Attn. Supervisory Board
Versterkerstraat 8
1322 AP ALMERE
Bilthoven, 18 April 2013
Dear Sirs,
Reference is made to item 7(a) of the agenda for the annual general meeting of shareholders (AGM) of ASM International N.V. (ASMI) to be held on 16 May 2013.
After careful consideration we have decided that we will not support the reappointment of Mr. G-J. Kramer to the supervisory board of ASMI and that we will vote against such reappointment.
Over the past years the communication with ASMI has been troublesome and we have found the company reluctant to really engage with us, and engage with its shareholders in general. Communication has mostly had to take place through our respective lawyers. The communication with shareholders was an important responsibility of Mr. Kramer.

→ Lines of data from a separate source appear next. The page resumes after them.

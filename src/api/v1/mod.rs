/*
 * Responsibility
 * - v1 の公開ポイント (routes() の re-export など)
 */
pub mod dto;
pub mod extractors;
pub mod handlers;
mod routes;

pub use routes::routes;
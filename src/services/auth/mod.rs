pub mod bearer;
pub mod factory;
pub mod keys;
pub mod rules;
pub mod scopes;
pub mod token;
pub mod verifier;

pub use factory::{build_key_store, build_verifier};
pub use keys::KeyStore;
pub use verifier::TokenVerifier;
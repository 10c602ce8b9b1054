pub mod fetcher;
pub mod jwk;
pub mod store;

use std::sync::Arc;

use async_trait::async_trait;
use thiserror::Error;

pub use fetcher::{FetchError, HttpJwksFetcher, JwksFetcher};
pub use jwk::PublicKey;
pub use store::{KeyStore, KeyStoreOptions};

/// Why a `kid` could not be turned into a verification key.
///
/// `Clone` because one coalesced fetch outcome is handed to every waiter.
#[derive(Debug, Clone, Error, PartialEq, Eq)]
pub enum KeyResolutionError {
    #[error("no key with kid {0:?} in the provider key set")]
    UnknownKey(String),
    #[error("fetching the provider key set failed: {0}")]
    FetchFailed(String),
}

/// Resolve a key identifier to the key published under it.
///
/// Implementations must never return a key whose `kid` differs from the one asked for.
#[async_trait]
pub trait KeyResolver: Send + Sync {
    async fn resolve(&self, kid: &str) -> Result<Arc<PublicKey>, KeyResolutionError>;
}
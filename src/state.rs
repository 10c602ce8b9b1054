/*
 * Responsibility
 * - Router に紐づける共有コンテキスト (AppState)
 *   - gateway: operation registry + auth chain
 * - Clone 前提で持つ (内部は Arc/Clone cheap)
 */
use std::sync::Arc;

use crate::services::gateway::Gateway;

#[derive(Clone, Debug)]
pub struct AppState {
    pub gateway: Arc<Gateway>,
}

impl AppState {
    pub fn new(gateway: Arc<Gateway>) -> Self {
        Self { gateway }
    }
}
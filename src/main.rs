/*
 * Responsibility
 * - tokio runtime 起動
 * - app::run() の呼び出し（ロジックは置かない）
 */
use anyhow::Result;

mod api;
mod app;
mod config;
mod error;
mod middleware;
mod repos;
mod services;
mod state;

#[cfg(test)]
mod test_utils;

#[tokio::main]
async fn main() -> Result<()> {
    app::run().await
}
/*!
 * Request context extractor
 *
 * Responsibility:
 * - リクエストごとのコンテキスト（RequestCtx）を handler / auth chain に提供する
 * - HTTP / axum 依存は core に閉じ込め、型定義は types に分離する
 *
 * Public API:
 * - RequestCtx, Principal
 * - RequestCtxExtractor
 */

mod core;
mod types;

pub use self::core::RequestCtxExtractor;
pub use self::types::{Principal, RequestCtx};
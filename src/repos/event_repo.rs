/*
 * Responsibility
 * - events / users の保持 (in-memory; 永続化は外部コラボレータの責務)
 * - 読み取りは並行、書き込みは RwLock で直列化
 */
use std::collections::BTreeSet;

use chrono::{DateTime, NaiveDate, Utc};
use serde::Serialize;
use tokio::sync::RwLock;
use uuid::Uuid;

#[derive(Debug, Clone, Serialize)]
#[serde(rename_all = "camelCase")]
pub struct EventRow {
    pub id: Uuid,
    pub title: String,
    pub date: NaiveDate,
    pub description: Option<String>,
    pub creator: String,
    pub participants: Vec<String>,
    pub created_at: DateTime<Utc>,
}

#[derive(Debug, Default)]
pub struct EventRepo {
    events: RwLock<Vec<EventRow>>,
    users: RwLock<BTreeSet<String>>,
}

impl EventRepo {
    pub fn new() -> Self {
        Self::default()
    }

    /// Newest first.
    pub async fn list(&self, limit: usize) -> Vec<EventRow> {
        let events = self.events.read().await;
        events.iter().rev().take(limit).cloned().collect()
    }

    pub async fn create(
        &self,
        title: &str,
        date: NaiveDate,
        description: Option<&str>,
        creator: &str,
    ) -> EventRow {
        let row = EventRow {
            id: Uuid::new_v4(),
            title: title.to_string(),
            date,
            description: description.map(str::to_string),
            creator: creator.to_string(),
            participants: Vec::new(),
            created_at: Utc::now(),
        };

        self.events.write().await.push(row.clone());
        self.users.write().await.insert(creator.to_string());
        row
    }

    /// Adding an existing participant is a no-op. `None` when the event doesn't exist.
    pub async fn add_participant(&self, event_id: Uuid, username: &str) -> Option<EventRow> {
        let row = {
            let mut events = self.events.write().await;
            let event = events.iter_mut().find(|e| e.id == event_id)?;
            if !event.participants.iter().any(|p| p == username) {
                event.participants.push(username.to_string());
            }
            event.clone()
        };

        self.users.write().await.insert(username.to_string());
        Some(row)
    }

    pub async fn remove_participant(&self, event_id: Uuid, username: &str) -> Option<EventRow> {
        let mut events = self.events.write().await;
        let event = events.iter_mut().find(|e| e.id == event_id)?;
        event.participants.retain(|p| p != username);
        Some(event.clone())
    }

    pub async fn list_users(&self) -> Vec<String> {
        self.users.read().await.iter().cloned().collect()
    }
}
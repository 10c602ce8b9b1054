//! Untrusted decode of a compact JWS.
//!
//! Only used to pick the verification key (`kid`) and to reject unsupported
//! algorithms early. Nothing decoded here reaches handlers.

use base64::{Engine as _, engine::general_purpose::URL_SAFE_NO_PAD};
use serde::Deserialize;
use thiserror::Error;

#[derive(Debug, Error, PartialEq, Eq)]
pub enum DecodeError {
    #[error("expected 3 dot-separated segments, got {0}")]
    SegmentCount(usize),
    #[error("{0} segment is not base64url")]
    Base64(&'static str),
    #[error("{0} segment is not a JSON object")]
    Json(&'static str),
}

#[derive(Debug, Clone, Deserialize)]
pub struct UnverifiedHeader {
    pub alg: String,
    #[serde(default)]
    pub kid: Option<String>,
}

#[derive(Debug, Clone)]
pub struct UnverifiedToken {
    pub header: UnverifiedHeader,
    pub payload: serde_json::Map<String, serde_json::Value>,
}

impl UnverifiedToken {
    pub fn decode(token: &str) -> Result<Self, DecodeError> {
        let segments: Vec<&str> = token.split('.').collect();
        let [header, payload, signature] = segments.as_slice() else {
            return Err(DecodeError::SegmentCount(segments.len()));
        };

        let header_bytes = URL_SAFE_NO_PAD
            .decode(header)
            .map_err(|_| DecodeError::Base64("header"))?;
        let payload_bytes = URL_SAFE_NO_PAD
            .decode(payload)
            .map_err(|_| DecodeError::Base64("payload"))?;
        if signature.is_empty() || URL_SAFE_NO_PAD.decode(signature).is_err() {
            return Err(DecodeError::Base64("signature"));
        }

        let header: UnverifiedHeader =
            serde_json::from_slice(&header_bytes).map_err(|_| DecodeError::Json("header"))?;
        let payload = serde_json::from_slice(&payload_bytes).map_err(|_| DecodeError::Json("payload"))?;

        Ok(Self { header, payload })
    }

    /// Key identifier from the header; empty strings count as absent.
    pub fn kid(&self) -> Option<&str> {
        self.header.kid.as_deref().filter(|k| !k.trim().is_empty())
    }
}
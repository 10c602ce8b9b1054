pub mod events;
pub mod operation;
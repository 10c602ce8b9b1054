//! HTTP-level middleware (cross-cutting concerns).
//!
//! Responsibility:
//! - Request-Id generation + propagation (X-Request-Id)
//! - Access logging / request tracing (TraceLayer)
//! - Body size limits
//! - Global timeouts
//!
//! Limits come from `Config` (`REQUEST_BODY_LIMIT_BYTES`, `REQUEST_TIMEOUT_SECONDS`).

use std::time::Duration;

use axum::Router;
use axum::error_handling::HandleErrorLayer;
use axum::http::{StatusCode, header::HeaderName};
use tower::timeout::TimeoutLayer;
use tower::{BoxError, ServiceBuilder};
use tower_http::limit::RequestBodyLimitLayer;
use tower_http::request_id::{MakeRequestUuid, PropagateRequestIdLayer, SetRequestIdLayer};
use tower_http::trace::TraceLayer;

use crate::config::Config;

pub const REQUEST_ID_HEADER: &str = "x-request-id";

/// Apply HTTP-level middleware to the given Router.
pub fn apply(router: Router, config: &Config) -> Router {
    let request_id_header = HeaderName::from_static(REQUEST_ID_HEADER);

    let layers = ServiceBuilder::new()
        // Make the service error `Infallible` by converting errors into responses.
        .layer(HandleErrorLayer::new(|err: BoxError| async move {
            if err.is::<tower::timeout::error::Elapsed>() {
                StatusCode::REQUEST_TIMEOUT
            } else {
                tracing::error!(error = %err, "unhandled middleware error");
                StatusCode::INTERNAL_SERVER_ERROR
            }
        }))
        // Generate a request id if missing, then propagate it to the response.
        .layer(SetRequestIdLayer::new(
            request_id_header.clone(),
            MakeRequestUuid,
        ))
        .layer(PropagateRequestIdLayer::new(request_id_header))
        .layer(RequestBodyLimitLayer::new(config.request_body_limit_bytes))
        .layer(TimeoutLayer::new(Duration::from_secs(
            config.request_timeout_seconds,
        )))
        .layer(TraceLayer::new_for_http());

    router.layer(layers)
}
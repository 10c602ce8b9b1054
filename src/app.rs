/*
 * Responsibility
 * - Config読み込み → 依存生成 (JWKS key store / verifier / rule table / gateway) → Router 組み立て
 * - Middleware の適用 (request context / request id / trace / limits)
 * - axum::serve() で起動
 */
use std::{panic, process, sync::Arc};

use anyhow::Result;
use axum::Router;
use tracing_subscriber::{layer::SubscriberExt, util::SubscriberInitExt};

use crate::api;
use crate::config::Config;
use crate::error::AppError;
use crate::middleware;
use crate::middleware::auth::chain::Chain;
use crate::repos::event_repo::EventRepo;
use crate::services::auth::{KeyStore, build_key_store, build_verifier};
use crate::services::events;
use crate::services::gateway::Gateway;
use crate::state::AppState;

fn init_tracing() {
    // Prefer RUST_LOG if set; otherwise use a sensible default.
    // Ex:
    // RUST_LOG=info,events_gateway=debug,tower_http=debug cargo run
    let filter = tracing_subscriber::EnvFilter::try_from_default_env()
        .unwrap_or_else(|_| tracing_subscriber::EnvFilter::new("info,tower_http=info"));

    tracing_subscriber::registry()
        .with(filter)
        .with(tracing_subscriber::fmt::layer())
        .init();
}

fn init_panic_hook(abort_on_panic: bool) {
    let default_hook = panic::take_hook();

    panic::set_hook(Box::new(move |info| {
        // stderr can be hidden depending on how the process is launched.
        tracing::error!(?info, "panic");

        // development: crash the whole process so we notice immediately.
        if abort_on_panic {
            process::abort();
        } else {
            default_hook(info);
        }
    }))
}

pub async fn run() -> Result<()> {
    init_tracing();
    let config = Config::from_env()?;

    let abort_on_panic = !config.app_env.is_production();
    init_panic_hook(abort_on_panic);

    tracing::info!(
        auth_domain = %config.auth_domain,
        audience = %config.auth_audience,
        "starting gateway in {:?} mode on {}",
        config.app_env,
        config.addr
    );

    let state = build_state(&config).await?;
    let app = build_router(state, &config);

    let listener = tokio::net::TcpListener::bind(config.addr).await?;
    axum::serve(listener, app)
        .with_graceful_shutdown(shutdown_signal())
        .await?;

    Ok(())
}

async fn shutdown_signal() {
    if let Err(err) = tokio::signal::ctrl_c().await {
        tracing::error!(error = %err, "failed to listen for shutdown signal");
        return;
    }
    tracing::info!("shutdown signal received");
}

async fn build_state(config: &Config) -> Result<AppState, AppError> {
    let keys = build_key_store(config)?;

    // An unreachable JWKS endpoint must not keep the gateway down; the first
    // token with an unknown kid retries the fetch.
    match keys.prime().await {
        Ok(count) => tracing::info!(keys = count, jwks = %config.jwks_url, "jwks primed"),
        Err(err) => tracing::warn!(error = %err, jwks = %config.jwks_url, "jwks prime failed"),
    }

    Ok(AppState::new(build_gateway(config, keys)))
}

fn build_gateway(config: &Config, keys: KeyStore) -> Arc<Gateway> {
    let verifier = build_verifier(config, keys);
    let rules = Arc::new(events::rules(config.unknown_operation_policy));
    tracing::info!(unlisted = ?rules.unlisted_policy(), "operation rules loaded");
    let repo = Arc::new(EventRepo::new());

    let gateway = Gateway::new(events::registry(repo), Chain::auth(verifier, rules));
    tracing::debug!(?gateway, "gateway assembled");

    Arc::new(gateway)
}

fn build_router(state: AppState, config: &Config) -> Router {
    let router = Router::new()
        .nest("/api/v1", api::v1::routes())
        .with_state(state);

    middleware::http::apply(router, config)
}
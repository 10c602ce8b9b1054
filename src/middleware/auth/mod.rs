pub mod access;
pub mod authenticate;
pub mod authorize;
pub mod chain;
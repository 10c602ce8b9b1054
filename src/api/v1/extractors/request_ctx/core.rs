use axum::extract::FromRequestParts;
use axum::http::{StatusCode, request::Parts};

use crate::state::AppState;

use super::RequestCtx;

/// Handler で RequestCtx を受け取るための extractor
/// middleware (`middleware::auth::access`) が request.extensions() に insert 済みである前提
/// 見つからない場合は配線ミスなので 500 を返す（認証可否は operation ごとに chain が決める）
pub struct RequestCtxExtractor(pub RequestCtx);

impl FromRequestParts<AppState> for RequestCtxExtractor
where
    AppState: Send + Sync,
{
    type Rejection = StatusCode;

    async fn from_request_parts(
        parts: &mut Parts,
        _state: &AppState,
    ) -> Result<Self, Self::Rejection> {
        match parts.extensions.get::<RequestCtx>() {
            Some(ctx) => Ok(RequestCtxExtractor(ctx.clone())),
            None => {
                tracing::error!("RequestCtx missing; access middleware not applied");
                Err(StatusCode::INTERNAL_SERVER_ERROR)
            }
        }
    }
}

Looking back, and taking into account our recent meeting with Mr. Kramer on 16 April 2013, we no longer have confidence that Mr. Kramer is the right person to steer the company through the challenging market conditions that lie ahead, with the support of its shareholders.
We very much regret to have to come to this decision, but as a long-term shareholder with the companys largest equity stake we remain committed to the company and its future. To act otherwise would be against what we believe is in the best interest of ASMI.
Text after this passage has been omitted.